A collaborative approach to community energy

An innovative community solar program has helped WPD to reduce the bills of public housing tenants who would otherwise be facing fuel poverty.

WPD worked with local stakeholders in Cannock, Staffordshire – an area badly affected by deprivation – to feed surplus energy onto the network, helping residents save 20% on their annual energy bills.

Community energy group Chase Community Solar had already placed solar panels onto houses in the area, in partnership with the local council, but missed the deadline for the distributed energy system subsidy. This meant that residents could only benefit when they used power directly from their own panels. With nearly 60% of solar power not used at the point of generation, the group wanted to develop a more collaborative and innovative model to support residents.

WPD participated in a trial, led by Green Energy Networks, to test new arrangements and to explore the benefits to residents of using the generation or storing it to sell back to the grid.

The project partners installed batteries that can be automatically controlled to discharge at times of peak network demand, helping to manage the demand and generation for local residents without causing them any disruptions.

WPD helped identify the technical requirements to enable residents to share generation across properties.

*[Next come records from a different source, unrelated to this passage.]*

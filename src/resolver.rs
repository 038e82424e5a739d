//! Scoped symbol resolution.
//!
//! Two reference styles are resolved here:
//!
//! - **SIDREFs** (`id/sid/sid`, `./sid`, or a bare `sid`) walk the element
//!   tree from a context element. A leading sid is searched in the context
//!   subtree, then in each ancestor's subtree; later tokens search the
//!   descendants of the previous match. Instance elements expose the
//!   definition named by their `url` to the search.
//! - **Bind symbols** scan a scope's `bind` table, then its `newparam` table.
//!   Kinematics scenes and articulated systems are not scopes themselves;
//!   they delegate to the instances they contain.
//!
//! A match that is a `newparam` forwarding through a `SIDREF` is followed to
//! its final target. Resolution never fails hard: callers get `None` and
//! decide what to skip.

use std::collections::VecDeque;

use hashbrown::HashSet;
use tracing::warn;

use crate::document::{Document, ElementId, ElementKind};

/// Upper bound on chained `newparam` forwards.
const MAX_PARAM_HOPS: usize = 32;

/// Reference resolver over one document.
#[derive(Debug, Clone, Copy)]
pub struct Resolver<'d> {
    doc: &'d Document,
}

impl<'d> Resolver<'d> {
    /// Create a resolver for `doc`.
    #[must_use]
    pub fn new(doc: &'d Document) -> Self {
        Self { doc }
    }

    /// The underlying document.
    #[must_use]
    pub fn document(&self) -> &'d Document {
        self.doc
    }

    /// Resolve a SIDREF from `context`, following forwarding parameters.
    #[must_use]
    pub fn sidref(&self, reference: &str, context: ElementId) -> Option<ElementId> {
        self.sidref_raw(reference, context)
            .map(|found| self.follow_params(found))
    }

    /// Resolve a SIDREF without following forwarding parameters.
    #[must_use]
    pub fn sidref_raw(&self, reference: &str, context: ElementId) -> Option<ElementId> {
        let mut tokens = reference.split('/').filter(|t| !t.is_empty());
        let first = tokens.next()?;
        let mut at = if first == "." {
            context
        } else if let Some(e) = self.doc.by_id(first) {
            e
        } else {
            self.find_sid_upward(context, first)?
        };
        for token in tokens {
            at = self.find_sid(at, token, false)?;
        }
        Some(at)
    }

    /// Search `context`'s subtree, then each ancestor's, for `sid`.
    fn find_sid_upward(&self, context: ElementId, sid: &str) -> Option<ElementId> {
        let mut scope = Some(context);
        while let Some(s) = scope {
            if let Some(found) = self.find_sid(s, sid, true) {
                return Some(found);
            }
            scope = self.doc.parent(s);
        }
        None
    }

    /// Breadth-first search below `start` for an element with `sid`.
    fn find_sid(&self, start: ElementId, sid: &str, include_start: bool) -> Option<ElementId> {
        let doc = self.doc;
        let mut queue = VecDeque::from([start]);
        let mut visited = HashSet::new();
        visited.insert(start);
        while let Some(e) = queue.pop_front() {
            if (include_start || e != start) && doc.sid_of(e) == Some(sid) {
                return Some(e);
            }
            for &c in doc.children(e) {
                if visited.insert(c) {
                    queue.push_back(c);
                }
            }
            if exposes_definition(doc.kind(e)) {
                if let Some(def) = doc.instantiated(e) {
                    if visited.insert(def) {
                        queue.push_back(def);
                    }
                }
            }
        }
        None
    }

    /// Follow `newparam → SIDREF` forwards from `start`.
    #[must_use]
    pub fn follow_params(&self, start: ElementId) -> ElementId {
        let doc = self.doc;
        let mut at = start;
        for _ in 0..MAX_PARAM_HOPS {
            if doc.kind(at) != ElementKind::Newparam {
                break;
            }
            let Some(sidref) = doc.child(at, ElementKind::Sidref) else {
                break;
            };
            let context = doc
                .parent(at)
                .and_then(|p| doc.instantiated(p))
                .unwrap_or(at);
            match self.sidref_raw(doc.text(sidref), context) {
                Some(next) if next != at => at = next,
                _ => break,
            }
        }
        at
    }

    /// Resolve a bind symbol against a kinematics scene, articulated system
    /// or kinematics instance.
    #[must_use]
    pub fn search_binding(&self, symbol: &str, scope: ElementId) -> Option<ElementId> {
        let doc = self.doc;
        match doc.kind(scope) {
            ElementKind::KinematicsScene => doc
                .children_of(scope, ElementKind::InstanceArticulatedSystem)
                .chain(doc.children_of(scope, ElementKind::InstanceKinematicsModel))
                .find_map(|inst| self.search_binding(symbol, inst)),
            ElementKind::ArticulatedSystem => {
                let from_kinematics = doc
                    .child(scope, ElementKind::Kinematics)
                    .and_then(|k| {
                        doc.children_of(k, ElementKind::InstanceKinematicsModel)
                            .find_map(|ikm| self.search_binding(symbol, ikm))
                    });
                from_kinematics.or_else(|| {
                    doc.child(scope, ElementKind::Motion)
                        .and_then(|m| doc.child(m, ElementKind::InstanceArticulatedSystem))
                        .and_then(|ias| self.search_binding(symbol, ias))
                })
            }
            ElementKind::InstanceArticulatedSystem | ElementKind::InstanceKinematicsModel => {
                self.search_instance(symbol, scope)
            }
            _ => None,
        }
    }

    fn search_instance(&self, symbol: &str, instance: ElementId) -> Option<ElementId> {
        let doc = self.doc;
        let definition = doc.instantiated(instance)?;
        for bind in doc.children_of(instance, ElementKind::Bind) {
            if doc.attr(bind, "symbol") != Some(symbol) {
                continue;
            }
            if let Some(reference) = doc
                .child(bind, ElementKind::Param)
                .and_then(|p| doc.attr(p, "ref"))
            {
                return self.sidref(reference, definition);
            }
            if let Some(sidref) = doc.child(bind, ElementKind::Sidref) {
                return self.sidref(doc.text(sidref), definition);
            }
        }
        for newparam in doc.children_of(instance, ElementKind::Newparam) {
            if doc.sid_of(newparam) != Some(symbol) {
                continue;
            }
            if let Some(sidref) = doc.child(newparam, ElementKind::Sidref) {
                return self.sidref(doc.text(sidref), definition);
            }
            warn!("newparam sid={symbol} does not have SIDREF");
        }
        None
    }

    /// Resolve an element holding either a `SIDREF` child (relative to
    /// `scope`) or a `param` child (a bind symbol searched in `scope`).
    #[must_use]
    pub fn sidref_or_param(&self, holder: ElementId, scope: ElementId) -> Option<ElementId> {
        let doc = self.doc;
        if let Some(sidref) = doc.child(holder, ElementKind::Sidref) {
            return self.sidref(doc.text(sidref), scope);
        }
        if let Some(param) = doc.child(holder, ElementKind::Param) {
            return self.search_binding(doc.text(param), scope);
        }
        None
    }

    /// Resolve a `bool`-or-`param` element; `owner` holds the `newparam` table.
    ///
    /// Unresolvable values are `false` with a warning.
    #[must_use]
    pub fn resolve_bool(&self, holder: ElementId, owner: ElementId) -> bool {
        self.resolve_value(holder, owner, ElementKind::Bool, |e| self.doc.bool(e))
            .unwrap_or(false)
    }

    /// Resolve a `float`-or-`param` element; `owner` holds the `newparam` table.
    ///
    /// Unresolvable values are `0.0` with a warning.
    #[must_use]
    pub fn resolve_float(&self, holder: ElementId, owner: ElementId) -> f64 {
        self.resolve_value(holder, owner, ElementKind::Float, |e| self.doc.float(e))
            .unwrap_or(0.0)
    }

    fn resolve_value<T>(
        &self,
        holder: ElementId,
        owner: ElementId,
        literal: ElementKind,
        read: impl Fn(ElementId) -> Option<T>,
    ) -> Option<T> {
        let doc = self.doc;
        if let Some(lit) = doc.child(holder, literal) {
            let value = read(lit);
            if value.is_none() {
                warn!("invalid literal in {}", doc.describe(holder));
            }
            return value;
        }
        let Some(param) = doc.child(holder, ElementKind::Param) else {
            warn!("param not specified in {}, using default", doc.describe(holder));
            return None;
        };
        let name = doc.text(param);
        for newparam in doc.children_of(owner, ElementKind::Newparam) {
            if doc.sid_of(newparam) != Some(name) {
                continue;
            }
            if let Some(lit) = doc.child(newparam, literal) {
                return read(lit);
            }
            if let Some(sidref) = doc.child(newparam, ElementKind::Sidref) {
                let target = self
                    .sidref(doc.text(sidref), newparam)
                    .and_then(|t| {
                        if doc.kind(t) == literal {
                            Some(t)
                        } else {
                            doc.child(t, literal)
                        }
                    })
                    .and_then(&read);
                if target.is_some() {
                    return target;
                }
                warn!("failed to resolve {} from {name}", doc.text(sidref));
            }
        }
        warn!("failed to resolve {name}, using default");
        None
    }
}

/// Instance kinds whose `url` target takes part in sid lookup.
fn exposes_definition(kind: ElementKind) -> bool {
    matches!(
        kind,
        ElementKind::InstanceKinematicsModel
            | ElementKind::InstanceArticulatedSystem
            | ElementKind::InstanceJoint
            | ElementKind::InstancePhysicsModel
    )
}

#[cfg(test)]
#[allow(clippy::unwrap_used, clippy::expect_used)]
mod tests {
    use super::*;
    use approx::assert_relative_eq;

    const DOC: &str = r##"
        <COLLADA>
            <library_kinematics_models>
                <kinematics_model id="km">
                    <technique_common>
                        <joint sid="j0" name="elbow">
                            <revolute sid="ax"><axis>0 0 1</axis></revolute>
                        </joint>
                    </technique_common>
                </kinematics_model>
            </library_kinematics_models>
            <library_articulated_systems>
                <articulated_system id="kin">
                    <kinematics>
                        <instance_kinematics_model url="#km" sid="ikm">
                            <newparam sid="fwd_model"><SIDREF>kin/ikm</SIDREF></newparam>
                            <newparam sid="fwd_axis"><SIDREF>kin/ikm/j0/ax</SIDREF></newparam>
                        </instance_kinematics_model>
                        <technique_common>
                            <axis_info sid="ai0" axis="km/j0/ax">
                                <newparam sid="is_locked"><bool>true</bool></newparam>
                                <newparam sid="lim"><float>45</float></newparam>
                                <newparam sid="via"><SIDREF>ai0/lim</SIDREF></newparam>
                                <locked><param>is_locked</param></locked>
                                <limits>
                                    <min><float>-30</float></min>
                                    <max><param>via</param></max>
                                </limits>
                            </axis_info>
                        </technique_common>
                    </kinematics>
                </articulated_system>
                <articulated_system id="mot">
                    <motion>
                        <instance_articulated_system url="#kin" sid="ias_kin">
                            <newparam sid="mot_model"><SIDREF>kin/fwd_model</SIDREF></newparam>
                        </instance_articulated_system>
                    </motion>
                </articulated_system>
            </library_articulated_systems>
            <library_kinematics_scenes>
                <kinematics_scene id="ks">
                    <instance_articulated_system url="#mot" sid="ias">
                        <bind symbol="scene_model"><param ref="mot/mot_model"/></bind>
                        <bind symbol="scene_axis"><SIDREF>kin/fwd_axis</SIDREF></bind>
                    </instance_articulated_system>
                </kinematics_scene>
            </library_kinematics_scenes>
        </COLLADA>
    "##;

    #[test]
    fn test_sidref_paths() {
        let doc = Document::parse(DOC).unwrap();
        let r = Resolver::new(&doc);
        let km = doc.by_id("km").unwrap();
        let axis = r.sidref("km/j0/ax", km).unwrap();
        assert_eq!(doc.kind(axis), ElementKind::Revolute);
        // Bare sid searched from a context inside the model.
        let joint = r.sidref("j0", axis).unwrap();
        assert_eq!(doc.name_of(joint), Some("elbow"));
        // Instance elements expose their definition.
        let through_instance = r.sidref("kin/ikm/j0/ax", km).unwrap();
        assert_eq!(through_instance, axis);
        assert!(r.sidref("km/missing", km).is_none());
    }

    #[test]
    fn test_binding_chains() {
        let doc = Document::parse(DOC).unwrap();
        let r = Resolver::new(&doc);
        let ks = doc.by_id("ks").unwrap();
        let ikm = r.search_binding("scene_model", ks).unwrap();
        assert_eq!(doc.kind(ikm), ElementKind::InstanceKinematicsModel);
        assert_eq!(doc.sid_of(ikm), Some("ikm"));
        let axis = r.search_binding("scene_axis", ks).unwrap();
        assert_eq!(doc.kind(axis), ElementKind::Revolute);
        assert!(r.search_binding("nothing", ks).is_none());
    }

    #[test]
    fn test_articulated_system_falls_through_to_motion() {
        let doc = Document::parse(DOC).unwrap();
        let r = Resolver::new(&doc);
        let mot = doc.by_id("mot").unwrap();
        let ikm = r.search_binding("mot_model", mot).unwrap();
        assert_eq!(doc.sid_of(ikm), Some("ikm"));
    }

    #[test]
    fn test_resolve_values() {
        let doc = Document::parse(DOC).unwrap();
        let r = Resolver::new(&doc);
        let info = doc.elements_of(ElementKind::AxisInfo).next().unwrap();
        let locked = doc.child(info, ElementKind::Locked).unwrap();
        assert!(r.resolve_bool(locked, info));
        let limits = doc.child(info, ElementKind::Limits).unwrap();
        let min = doc.child(limits, ElementKind::Min).unwrap();
        let max = doc.child(limits, ElementKind::Max).unwrap();
        assert_relative_eq!(r.resolve_float(min, info), -30.0);
        assert_relative_eq!(r.resolve_float(max, info), 45.0);
        // No newparam table on the limits element itself.
        assert_relative_eq!(r.resolve_float(max, limits), 0.0);
    }
}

The company also highlighted opportunities for residents to earn additional money by selling flexibility services. The project also enabled surplus energy to be directed to fuel-poor residents in the community.

“This project delivered real benefits directly to customers, in the form of energy bill savings, with no disruption and no need for them to have an in-depth understanding of industry rules and codes,” said Andy Pickering, distribution manager. “We also helped Green Energy Networks to develop a new market model for the social housing sector, which can be rolled out to similar communities. We hope this will become a template for councils, housing associations and community energy groups to work with innovative energy companies to deliver renewable energy to communities, while guaranteeing cost savings to deprived or fuel poor residents.”